DATASET ENTRIES Start Marker
#![forbid(unsafe_code)]

//! Headless widget behaviors for wai.
//!
//! Each widget owns its interaction state and exposes pure transition
//! functions plus small view values that project ARIA attributes and
//! tabindex onto elements of a [`Document`]:
//!
//! - [`accordion`]: single-expand disclosure group.
//! - [`calendar`]: date-focus reducer, keymap, title and action buttons,
//!   and the roving-tabindex month grid.
//! - [`dialog`]: modal focus trap with escape/backdrop dismissal.
//! - [`stateful`]: opt-in persistence of user-facing widget state.

pub mod accordion;
pub mod calendar;
pub mod dialog;
pub mod stateful;

pub use accordion::{Accordion, AccordionBuilder, AccordionConfig, ExpansionState, Item, ItemId};
pub use calendar::grid::{GridSlots, MonthGrid, RovingGrid};
pub use calendar::{Action, Calendar, CalendarConfig, CalendarDate};
pub use dialog::{Dialog, DialogConfig, DismissReason, FocusTrapState, TrapPhase};

use std::sync::atomic::{AtomicU64, Ordering};

use wai_core::{Document, NodeId};

/// A `Widget` projects derived view state onto an element.
///
/// Projection is idempotent: rendering the same view twice leaves the
/// element unchanged, and it never moves focus.
pub trait Widget {
    /// Write this view's attributes onto `node`.
    fn render(&self, node: NodeId, doc: &mut Document);
}

/// Global counter for generated instance prefixes.
static INSTANCE_COUNTER: AtomicU64 = AtomicU64::new(1);

/// Stable, process-unique prefix for generated element ids.
pub(crate) fn instance_prefix(kind: &str) -> String {
    let n = INSTANCE_COUNTER.fetch_add(1, Ordering::Relaxed);
    format!("wai-{kind}-{n}")
}

/// ARIA boolean attribute value.
pub(crate) fn aria_bool(value: bool) -> &'static str {
    if value { "true" } else { "false" }
}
DATASET ENTRIES End Marker
**REQUIREMENT:** Leave out every line above except those from the line with "user-facing widget state." up to and including the line with "generated instance prefixes.", and copy those exactly.

**SOLUTION TO THIS EXERCISE:**
//! - [`stateful`]: opt-in persistence of user-facing widget state.

pub mod accordion;
pub mod calendar;
pub mod dialog;
pub mod stateful;

pub use accordion::{Accordion, AccordionBuilder, AccordionConfig, ExpansionState, Item, ItemId};
pub use calendar::grid::{GridSlots, MonthGrid, RovingGrid};
pub use calendar::{Action, Calendar, CalendarConfig, CalendarDate};
pub use dialog::{Dialog, DialogConfig, DismissReason, FocusTrapState, TrapPhase};

use std::sync::atomic::{AtomicU64, Ordering};

use wai_core::{Document, NodeId};

/// A `Widget` projects derived view state onto an element.
///
/// Projection is idempotent: rendering the same view twice leaves the
/// element unchanged, and it never moves focus.
pub trait Widget {
    /// Write this view's attributes onto `node`.
    fn render(&self, node: NodeId, doc: &mut Document);
}

/// Global counter for generated instance prefixes.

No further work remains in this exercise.